- _What you need to do_: The records appear below. Repeat them exactly.

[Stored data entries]
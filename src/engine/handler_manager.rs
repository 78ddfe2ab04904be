// SPDX-License-Identifier: Apache-2.0

//! Handler Manager
//!
//! Owns the named handler instances of a process. Lookups hand out
//! `Arc<dyn Handler>` so queries never hold the map lock while they run.

use std::collections::HashMap;
use std::sync::Arc;
use std::time::{Duration, Instant};

use futures::future::join_all;
use serde::Serialize;
use tokio::sync::RwLock;
use tokio::time::timeout;
use tracing::{debug, info, instrument, warn};

use quarry_core::{FederationError, FederationResult, HandlerResponse, SelectQuery, StatusResponse};

use crate::config::FederationConfig;
use crate::engine::args::ConnectionArgs;
use crate::engine::connection::ConnectionState;
use crate::engine::predictors::{PredictorHandler, PREDICTORS_HANDLER};
use crate::engine::registry::{HandlerRegistry, HandlerSpec};
use crate::engine::traits::Handler;
use crate::metrics;
use crate::model_rpc::ModelInterface;

#[derive(Debug, Clone, Serialize)]
pub struct HandlerSummary {
    pub name: String,
    pub engine: String,
    pub state: ConnectionState,
}

pub struct HandlerManager {
    registry: Arc<HandlerRegistry>,
    handlers: RwLock<HashMap<String, Arc<dyn Handler>>>,
    predictors: RwLock<Option<Arc<PredictorHandler>>>,
    config: FederationConfig,
}

impl HandlerManager {
    pub fn new(registry: Arc<HandlerRegistry>, config: FederationConfig) -> Self {
        Self {
            registry,
            handlers: RwLock::new(HashMap::new()),
            predictors: RwLock::new(None),
            config,
        }
    }

    /// Builds and registers a handler. The connection is opened lazily.
    #[instrument(skip(self, args), fields(engine = %engine, name = %name))]
    pub async fn create(
        &self,
        engine: &str,
        name: &str,
        args: ConnectionArgs,
    ) -> FederationResult<Arc<dyn Handler>> {
        debug!(args = ?args, "Building handler");
        let handler = self.registry.build(
            engine,
            HandlerSpec {
                name: name.to_string(),
                args,
                pushdown: self.config.pushdown.clone(),
            },
        )?;
        self.insert(Arc::clone(&handler)).await?;
        info!("Handler registered");
        Ok(handler)
    }

    /// Registers an already-built handler under its own name.
    pub async fn insert(&self, handler: Arc<dyn Handler>) -> FederationResult<()> {
        let mut handlers = self.handlers.write().await;
        let name = handler.name().to_string();
        if handlers.contains_key(&name) {
            return Err(FederationError::validation(format!(
                "handler '{name}' already exists"
            )));
        }
        handlers.insert(name, handler);
        Ok(())
    }

    pub async fn get(&self, name: &str) -> FederationResult<Arc<dyn Handler>> {
        self.handlers
            .read()
            .await
            .get(name)
            .cloned()
            .ok_or_else(|| FederationError::handler_not_found(name))
    }

    /// Removes a handler and closes its connection.
    #[instrument(skip(self))]
    pub async fn remove(&self, name: &str) -> FederationResult<()> {
        let handler = self
            .handlers
            .write()
            .await
            .remove(name)
            .ok_or_else(|| FederationError::handler_not_found(name))?;
        handler.disconnect().await;
        if name == PREDICTORS_HANDLER {
            self.predictors.write().await.take();
        }
        info!("Handler removed");
        Ok(())
    }

    /// Serves models from `models` as tables of the `predictors` handler.
    pub async fn attach_model_client(&self, models: Arc<dyn ModelInterface>) -> FederationResult<()> {
        let mut slot = self.predictors.write().await;
        if slot.is_some() {
            return Err(FederationError::validation("a model client is already attached"));
        }
        let handler = Arc::new(PredictorHandler::new(PREDICTORS_HANDLER, models));
        self.insert(Arc::clone(&handler) as Arc<dyn Handler>).await?;
        *slot = Some(handler);
        info!("Model client attached");
        Ok(())
    }

    /// Makes each described model queryable; returns how many were added.
    #[instrument(skip(self, model_data), fields(count = model_data.len()))]
    pub async fn register_predictors(&self, model_data: &[serde_json::Value]) -> FederationResult<usize> {
        self.predictor_handler().await?.register(model_data).await
    }

    /// Returns whether the predictor was registered.
    #[instrument(skip(self))]
    pub async fn unregister_predictor(&self, name: &str) -> FederationResult<bool> {
        Ok(self.predictor_handler().await?.unregister(name).await)
    }

    async fn predictor_handler(&self) -> FederationResult<Arc<PredictorHandler>> {
        self.predictors
            .read()
            .await
            .clone()
            .ok_or_else(|| FederationError::configuration("no model client attached"))
    }

    pub async fn list(&self) -> Vec<HandlerSummary> {
        let handlers: Vec<Arc<dyn Handler>> = self.handlers.read().await.values().cloned().collect();
        let mut summaries = Vec::with_capacity(handlers.len());
        for handler in handlers {
            summaries.push(HandlerSummary {
                name: handler.name().to_string(),
                engine: handler.handler_type().to_string(),
                state: handler.connection_state().await,
            });
        }
        summaries.sort_by(|a, b| a.name.cmp(&b.name));
        summaries
    }

    #[instrument(skip(self, text), fields(handler = %name))]
    pub async fn native_query(
        &self,
        name: &str,
        text: &str,
        limit: Option<Duration>,
    ) -> FederationResult<HandlerResponse> {
        let handler = self.get(name).await?;
        self.timed(limit, handler.native_query(text)).await
    }

    #[instrument(skip(self, query), fields(handler = %name))]
    pub async fn query(
        &self,
        name: &str,
        query: &SelectQuery,
        limit: Option<Duration>,
    ) -> FederationResult<HandlerResponse> {
        let handler = self.get(name).await?;
        self.timed(limit, handler.query(query)).await
    }

    /// Health sweep over every registered handler, run concurrently.
    pub async fn check_connections(&self) -> Vec<(String, StatusResponse)> {
        let handlers: Vec<Arc<dyn Handler>> = self.handlers.read().await.values().cloned().collect();
        let checks = handlers.iter().map(|handler| async move {
            let status = handler.check_connection().await;
            if !status.success {
                warn!(handler = handler.name(), error = ?status.error_message, "Health check failed");
            }
            (handler.name().to_string(), status)
        });
        let mut results = join_all(checks).await;
        results.sort_by(|a, b| a.0.cmp(&b.0));
        results
    }

    /// Disconnects every handler; instances stay registered.
    pub async fn disconnect_all(&self) {
        let handlers: Vec<Arc<dyn Handler>> = self.handlers.read().await.values().cloned().collect();
        join_all(handlers.iter().map(|h| h.disconnect())).await;
    }

    async fn timed<F>(&self, limit: Option<Duration>, fut: F) -> FederationResult<HandlerResponse>
    where
        F: std::future::Future<Output = FederationResult<HandlerResponse>>,
    {
        let limit = limit.unwrap_or_else(|| self.config.query_timeout());
        let start = Instant::now();
        let outcome = timeout(limit, fut).await;
        let elapsed_ms = start.elapsed().as_secs_f64() * 1000.0;

        match outcome {
            Ok(result) => {
                let success = matches!(&result, Ok(response) if !response.is_error());
                metrics::record_query(elapsed_ms, success);
                result
            }
            Err(_) => {
                let err = FederationError::Timeout {
                    timeout_ms: limit.as_millis() as u64,
                };
                warn!(timeout_ms = limit.as_millis() as u64, "Query timed out");
                metrics::record_query(elapsed_ms, false);
                metrics::record_query_timeout();
                Ok(HandlerResponse::from(err))
            }
        }
    }
}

- _Output_:
filename src/engine/handler_manager.rs
repository 78ddfe2ab04904be
// SPDX-License-Identifier: Apache-2.0

//! Handler Manager
//!
//! Owns the named handler instances of a process. Lookups hand out
//! `Arc<dyn Handler>` so queries never hold the map lock while they run.

use std::collections::HashMap;
use std::sync::Arc;
use std::time::{Duration, Instant};

use futures::future::join_all;
use serde::Serialize;
use tokio::sync::RwLock;
use tokio::time::timeout;
use tracing::{debug, info, instrument, warn};

use quarry_core::{FederationError, FederationResult, HandlerResponse, SelectQuery, StatusResponse};

use crate::config::FederationConfig;
use crate::engine::args::ConnectionArgs;
use crate::engine::connection::ConnectionState;
use crate::engine::predictors::{PredictorHandler, PREDICTORS_HANDLER};
use crate::engine::registry::{HandlerRegistry, HandlerSpec};
use crate::engine::traits::Handler;
use crate::metrics;
use crate::model_rpc::ModelInterface;

#[derive(Debug, Clone, Serialize)]
pub struct HandlerSummary {
    pub name: String,
    pub engine: String,
    pub state: ConnectionState,
}

pub struct HandlerManager {
    registry: Arc<HandlerRegistry>,
    handlers: RwLock<HashMap<String, Arc<dyn Handler>>>,
    predictors: RwLock<Option<Arc<PredictorHandler>>>,
    config: FederationConfig,
}

impl HandlerManager {
    pub fn new(registry: Arc<HandlerRegistry>, config: FederationConfig) -> Self {
        Self {
            registry,
            handlers: RwLock::new(HashMap::new()),
            predictors: RwLock::new(None),
            config,
        }
    }

    /// Builds and registers a handler. The connection is opened lazily.
    #[instrument(skip(self, args), fields(engine = %engine, name = %name))]
    pub async fn create(
        &self,
        engine: &str,
        name: &str,
        args: ConnectionArgs,
    ) -> FederationResult<Arc<dyn Handler>> {
        debug!(args = ?args, "Building handler");
        let handler = self.registry.build(
            engine,
            HandlerSpec {
                name: name.to_string(),
                args,
                pushdown: self.config.pushdown.clone(),
            },
        )?;
        self.insert(Arc::clone(&handler)).await?;
        info!("Handler registered");
        Ok(handler)
    }

    /// Registers an already-built handler under its own name.
    pub async fn insert(&self, handler: Arc<dyn Handler>) -> FederationResult<()> {
        let mut handlers = self.handlers.write().await;
        let name = handler.name().to_string();
        if handlers.contains_key(&name) {
            return Err(FederationError::validation(format!(
                "handler '{name}' already exists"
            )));
        }
        handlers.insert(name, handler);
        Ok(())
    }

    pub async fn get(&self, name: &str) -> FederationResult<Arc<dyn Handler>> {
        self.handlers
            .read()
            .await
            .get(name)
            .cloned()
            .ok_or_else(|| FederationError::handler_not_found(name))
    }

    /// Removes a handler and closes its connection.
    #[instrument(skip(self))]
    pub async fn remove(&self, name: &str) -> FederationResult<()> {
        let handler = self
            .handlers
            .write()
            .await
            .remove(name)
            .ok_or_else(|| FederationError::handler_not_found(name))?;
        handler.disconnect().await;
        if name == PREDICTORS_HANDLER {
            self.predictors.write().await.take();
        }
        info!("Handler removed");
        Ok(())
    }

    /// Serves models from `models` as tables of the `predictors` handler.
    pub async fn attach_model_client(&self, models: Arc<dyn ModelInterface>) -> FederationResult<()> {
        let mut slot = self.predictors.write().await;
        if slot.is_some() {
            return Err(FederationError::validation("a model client is already attached"));
        }
        let handler = Arc::new(PredictorHandler::new(PREDICTORS_HANDLER, models));
        self.insert(Arc::clone(&handler) as Arc<dyn Handler>).await?;
        *slot = Some(handler);
        info!("Model client attached");
        Ok(())
    }

    /// Makes each described model queryable; returns how many were added.
    #[instrument(skip(self, model_data), fields(count = model_data.len()))]
    pub async fn register_predictors(&self, model_data: &[serde_json::Value]) -> FederationResult<usize> {
        self.predictor_handler().await?.register(model_data).await
    }

    /// Returns whether the predictor was registered.
    #[instrument(skip(self))]
    pub async fn unregister_predictor(&self, name: &str) -> FederationResult<bool> {
        Ok(self.predictor_handler().await?.unregister(name).await)
    }

    async fn predictor_handler(&self) -> FederationResult<Arc<PredictorHandler>> {
        self.predictors
            .read()
            .await
            .clone()
            .ok_or_else(|| FederationError::configuration("no model client attached"))
    }

    pub async fn list(&self) -> Vec<HandlerSummary> {
        let handlers: Vec<Arc<dyn Handler>> = self.handlers.read().await.values().cloned().collect();
        let mut summaries = Vec::with_capacity(handlers.len());
        for handler in handlers {
            summaries.push(HandlerSummary {
                name: handler.name().to_string(),
                engine: handler.handler_type().to_string(),
                state: handler.connection_state().await,
            });
        }
        summaries.sort_by(|a, b| a.name.cmp(&b.name));
        summaries
    }

    #[instrument(skip(self, text), fields(handler = %name))]
    pub async fn native_query(
        &self,
        name: &str,
        text: &str,
        limit: Option<Duration>,
    ) -> FederationResult<HandlerResponse> {
        let handler = self.get(name).await?;
        self.timed(limit, handler.native_query(text)).await
    }

    #[instrument(skip(self, query), fields(handler = %name))]
    pub async fn query(
        &self,
        name: &str,
        query: &SelectQuery,
        limit: Option<Duration>,
    ) -> FederationResult<HandlerResponse> {
        let handler = self.get(name).await?;
        self.timed(limit, handler.query(query)).await
    }

    /// Health sweep over every registered handler, run concurrently.
    pub async fn check_connections(&self) -> Vec<(String, StatusResponse)> {
        let handlers: Vec<Arc<dyn Handler>> = self.handlers.read().await.values().cloned().collect();
        let checks = handlers.iter().map(|handler| async move {
            let status = handler.check_connection().await;
            if !status.success {
                warn!(handler = handler.name(), error = ?status.error_message, "Health check failed");
            }
            (handler.name().to_string(), status)
        });
        let mut results = join_all(checks).await;
        results.sort_by(|a, b| a.0.cmp(&b.0));
        results
    }

    /// Disconnects every handler; instances stay registered.
    pub async fn disconnect_all(&self) {
        let handlers: Vec<Arc<dyn Handler>> = self.handlers.read().await.values().cloned().collect();
        join_all(handlers.iter().map(|h| h.disconnect())).await;
    }

    async fn timed<F>(&self, limit: Option<Duration>, fut: F) -> FederationResult<HandlerResponse>
    where
        F: std::future::Future<Output = FederationResult<HandlerResponse>>,
    {
        let limit = limit.unwrap_or_else(|| self.config.query_timeout());
        let start = Instant::now();
        let outcome = timeout(limit, fut).await;
        let elapsed_ms = start.elapsed().as_secs_f64() * 1000.0;

        match outcome {
            Ok(result) => {
                let success = matches!(&result, Ok(response) if !response.is_error());
                metrics::record_query(elapsed_ms, success);
                result
            }
            Err(_) => {
                let err = FederationError::Timeout {
                    timeout_ms: limit.as_millis() as u64,
                };
                warn!(timeout_ms = limit.as_millis() as u64, "Query timed out");
                metrics::record_query(elapsed_ms, false);
                metrics::record_query_timeout();
                Ok(HandlerResponse::from(err))
            }
        }
    }
}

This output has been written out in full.